#Recherche
23.04.2020

L’après-crise vue par nos enseignants-chercheurs

S’il est encore un peu tôt pour s’avancer sur ce à quoi ressemblera le monde d’après dans son ensemble – y aura-t-il, d’ailleurs, un monde d’après ? – la séquence extraordinaire que nous vivons permet cependant à nos enseignants-chercheurs de relever des signaux faibles ou de réelles tendances qui posent question. Ils nous invitent donc à regarder, par le biais de « mini-éditos », ce qui pourrait bien changer dans leurs domaines d’études respectifs.

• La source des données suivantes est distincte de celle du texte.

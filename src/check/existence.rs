//! Existence checks for referenced objects
//!
//! Each check performs exactly one lookup. Not-found and any other access
//! error are both FAILED: either way the branch below the object cannot be
//! checked. Nothing is retried.

use crate::check::accessor::{AccessError, ClusterAccessor};
use crate::check::models::Evaluation;
use crate::models::{BackendConfig, FrontendConfig, ResourceKind, Service};

/// Turn a lookup result into a verdict naming the object
///
/// `owner` is appended to the message when the object was reached through
/// another one (a BackendConfig through its Service).
fn resolve<T>(
    kind: ResourceKind,
    namespace: &str,
    name: &str,
    owner: Option<&str>,
    result: Result<T, AccessError>,
) -> Evaluation<T> {
    let subject = match owner {
        Some(owner) => format!("{} {}/{} in {}", kind, namespace, name, owner),
        None => format!("{} {}/{}", kind, namespace, name),
    };

    match result {
        Ok(object) => {
            tracing::debug!("{} found", subject);
            Evaluation::passed(object, format!("{} found", subject))
        }
        Err(e) => {
            tracing::warn!("Lookup of {} failed: {}", subject, e);
            Evaluation::failed(format!("{} does not exist", subject))
        }
    }
}

pub async fn check_service_existence<A>(
    accessor: &A,
    namespace: &str,
    name: &str,
) -> Evaluation<Service>
where
    A: ClusterAccessor + ?Sized,
{
    let result = accessor.get_service(namespace, name).await;
    resolve(ResourceKind::Service, namespace, name, None, result)
}

pub async fn check_backend_config_existence<A>(
    accessor: &A,
    namespace: &str,
    name: &str,
    service_name: &str,
) -> Evaluation<BackendConfig>
where
    A: ClusterAccessor + ?Sized,
{
    let result = accessor.get_backend_config(namespace, name).await;
    let owner = format!("service {}/{}", namespace, service_name);
    resolve(
        ResourceKind::BackendConfig,
        namespace,
        name,
        Some(&owner),
        result,
    )
}

pub async fn check_frontend_config_existence<A>(
    accessor: &A,
    namespace: &str,
    name: &str,
) -> Evaluation<FrontendConfig>
where
    A: ClusterAccessor + ?Sized,
{
    let result = accessor.get_frontend_config(namespace, name).await;
    resolve(ResourceKind::FrontendConfig, namespace, name, None, result)
}
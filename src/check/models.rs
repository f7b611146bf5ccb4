//! Data structures for check results

use std::fmt;

use serde::Serialize;

use crate::models::ResourceKind;

/// Outcome of a single check
#[derive(Debug, Clone, Copy, PartialEq, Eq, Hash, Serialize)]
#[serde(rename_all = "UPPERCASE")]
pub enum CheckVerdict {
    /// The rule is satisfied
    Passed,
    /// The rule is violated, or a referenced object is missing or malformed
    Failed,
    /// A prerequisite annotation is absent so the rule does not apply
    Skipped,
}

impl CheckVerdict {
    pub fn as_str(&self) -> &'static str {
        match self {
            CheckVerdict::Passed => "PASSED",
            CheckVerdict::Failed => "FAILED",
            CheckVerdict::Skipped => "SKIPPED",
        }
    }
}

impl fmt::Display for CheckVerdict {
    fn fmt(&self, f: &mut fmt::Formatter<'_>) -> fmt::Result {
        write!(f, "{}", self.as_str())
    }
}

/// Fixed identifier of each rule
#[derive(Debug, Clone, Copy, PartialEq, Eq, Hash, Serialize)]
pub enum CheckId {
    FrontendConfigCheck,
    IngressRuleCheck,
    ServiceExistenceCheck,
    #[serde(rename = "L7ILBNegAnnotationCheck")]
    L7IlbNegAnnotationCheck,
    AppProtocolAnnotationCheck,
    BackendConfigAnnotationCheck,
    BackendConfigExistenceCheck,
    HealthCheckConfigCheck,
}

impl CheckId {
    pub fn as_str(&self) -> &'static str {
        match self {
            CheckId::FrontendConfigCheck => "FrontendConfigCheck",
            CheckId::IngressRuleCheck => "IngressRuleCheck",
            CheckId::ServiceExistenceCheck => "ServiceExistenceCheck",
            CheckId::L7IlbNegAnnotationCheck => "L7ILBNegAnnotationCheck",
            CheckId::AppProtocolAnnotationCheck => "AppProtocolAnnotationCheck",
            CheckId::BackendConfigAnnotationCheck => "BackendConfigAnnotationCheck",
            CheckId::BackendConfigExistenceCheck => "BackendConfigExistenceCheck",
            CheckId::HealthCheckConfigCheck => "HealthCheckConfigCheck",
        }
    }
}

impl fmt::Display for CheckId {
    fn fmt(&self, f: &mut fmt::Formatter<'_>) -> fmt::Result {
        write!(f, "{}", self.as_str())
    }
}

/// Verdict of one rule together with whatever the rule resolved
///
/// `value` carries the object or payload the next hop needs (a fetched
/// Service, the parsed backend config names, ...). It is only set when the
/// traversal may continue past this check.
#[derive(Debug, Clone)]
pub struct Evaluation<T = ()> {
    pub value: Option<T>,
    pub verdict: CheckVerdict,
    pub message: String,
}

impl<T> Evaluation<T> {
    pub fn passed(value: T, message: impl Into<String>) -> Self {
        Self {
            value: Some(value),
            verdict: CheckVerdict::Passed,
            message: message.into(),
        }
    }

    pub fn failed(message: impl Into<String>) -> Self {
        Self {
            value: None,
            verdict: CheckVerdict::Failed,
            message: message.into(),
        }
    }

    pub fn skipped(message: impl Into<String>) -> Self {
        Self {
            value: None,
            verdict: CheckVerdict::Skipped,
            message: message.into(),
        }
    }
}

/// A single recorded check
#[derive(Debug, Clone, PartialEq, Eq, Serialize)]
pub struct CheckRecord {
    id: CheckId,
    message: String,
    verdict: CheckVerdict,
}

impl CheckRecord {
    pub fn new(id: CheckId, message: impl Into<String>, verdict: CheckVerdict) -> Self {
        Self {
            id,
            message: message.into(),
            verdict,
        }
    }

    pub fn id(&self) -> CheckId {
        self.id
    }

    pub fn message(&self) -> &str {
        &self.message
    }

    pub fn verdict(&self) -> CheckVerdict {
        self.verdict
    }
}

/// All checks run for one top-level resource, in traversal order
#[derive(Debug, Clone, PartialEq, Eq, Serialize)]
pub struct ResourceReport {
    pub kind: ResourceKind,
    pub namespace: String,
    pub name: String,
    #[serde(skip_serializing_if = "Vec::is_empty")]
    pub checks: Vec<CheckRecord>,
}

impl ResourceReport {
    pub fn new(kind: ResourceKind, namespace: impl Into<String>, name: impl Into<String>) -> Self {
        Self {
            kind,
            namespace: namespace.into(),
            name: name.into(),
            checks: Vec::new(),
        }
    }

    /// Append a check; records are never reordered or deduplicated
    pub fn add_check(&mut self, id: CheckId, message: impl Into<String>, verdict: CheckVerdict) {
        self.checks.push(CheckRecord::new(id, message, verdict));
    }

    /// Record an evaluation and hand back its value for the next hop
    pub fn record<T>(&mut self, id: CheckId, evaluation: Evaluation<T>) -> Option<T> {
        self.add_check(id, evaluation.message, evaluation.verdict);
        evaluation.value
    }

    /// Checks with the given identifier, in order
    pub fn checks_with_id(&self, id: CheckId) -> impl Iterator<Item = &CheckRecord> {
        self.checks.iter().filter(move |check| check.id == id)
    }
}

/// Final output of a run
#[derive(Debug, Clone, Default, PartialEq, Eq, Serialize)]
pub struct Report {
    #[serde(skip_serializing_if = "Vec::is_empty")]
    pub resources: Vec<ResourceReport>,
    /// Pipeline-level errors that aborted the run
    #[serde(skip_serializing_if = "Vec::is_empty")]
    pub errors: Vec<String>,
}

impl Report {
    pub fn from_resources(resources: Vec<ResourceReport>) -> Self {
        Self {
            resources,
            errors: Vec::new(),
        }
    }

    pub fn from_error(error: impl fmt::Display) -> Self {
        Self {
            resources: Vec::new(),
            errors: vec![error.to_string()],
        }
    }

    pub fn is_aborted(&self) -> bool {
        !self.errors.is_empty()
    }
}
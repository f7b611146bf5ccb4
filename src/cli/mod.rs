//! CLI command handling module
//!
//! Handles the subcommands and logging setup of the kubectl plugin.

mod commands;
mod logging;
mod version;

pub use commands::{ConfigSubcommand, handle_config_command};
pub use logging::init_logging;
pub use version::display_version;
//! FrontendConfig custom resource (`networking.gke.io/v1beta1`)
//!
//! The checker only needs to know that a FrontendConfig exists, so the spec
//! carries no fields and any content, or none, is accepted.

use kube::CustomResource;
use serde::de::IgnoredAny;
use serde::{Deserialize, Serialize};

/// Spec object for the `FrontendConfig` CRD
#[derive(CustomResource, Deserialize, Serialize, Clone, Debug, Default, PartialEq)]
#[serde(from = "Option<IgnoredAny>")]
#[kube(
    group = "networking.gke.io",
    version = "v1beta1",
    kind = "FrontendConfig",
    namespaced,
    schema = "disabled"
)]
pub struct FrontendConfigSpec {}

impl From<Option<IgnoredAny>> for FrontendConfigSpec {
    fn from(_: Option<IgnoredAny>) -> Self {
        Self {}
    }
}

#[cfg(test)]
mod tests {
    use super::*;
    use serde_json::json;

    #[test]
    fn test_frontend_config_spec_content_is_ignored() {
        let obj = json!({
            "apiVersion": "networking.gke.io/v1beta1",
            "kind": "FrontendConfig",
            "metadata": { "name": "fe", "namespace": "default" },
            "spec": { "redirectToHttps": { "responseCodeName": "FOUND" } }
        });

        let fc: FrontendConfig = serde_json::from_value(obj).unwrap();
        assert_eq!(fc.metadata.name.as_deref(), Some("fe"));
    }

    #[test]
    fn test_frontend_config_without_spec() {
        let obj = json!({
            "apiVersion": "networking.gke.io/v1beta1",
            "kind": "FrontendConfig",
            "metadata": { "name": "fe", "namespace": "default" }
        });

        assert!(serde_json::from_value::<FrontendConfig>(obj).is_ok());
    }
}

Green light pour les Green Bonds ?, par Yves Rannou

Le marché des obligations vertes (ou green bonds) est emblématique du basculement qui s’est opéré dans le monde de la finance, vis-à-vis des enjeux environnementaux. Ainsi, l’industrieuse Allemagne a confirmé il y a quelques jours l’émission d’une obligation verte de 6 milliards au second semestre 2020, malgré la crise sanitaire liée au coronavirus. Selon Natixis, une obligation verte est une obligation servant à financer des investissements comportant un bénéfice environnemental ou réduit la vulnérabilité à des changements environnementaux.

Si l’ampleur de la crise actuelle ne permet pas de conclure quant aux futures orientations des marchés financiers, le tournant vers une finance plus verte semble enclenché. En 2020, le FMI chiffre le stock mondial d’obligations vertes à 590 milliards, aidé par des récentes émissions records comme celle d’Apple de 2 milliards. Cependant, quatre défauts limitent une pleine expansion du marché des green bonds : l’absence de standardisation (11 termes les désignent), le risque d’obligations vert pâle, le faible nombre d’émissions ou d’émetteurs et le manque de liquidité. Si ces défauts parvenaient à être corrigés, ce marché pourrait potentiellement assurer le financement de la transition énergétique dans son intégralité.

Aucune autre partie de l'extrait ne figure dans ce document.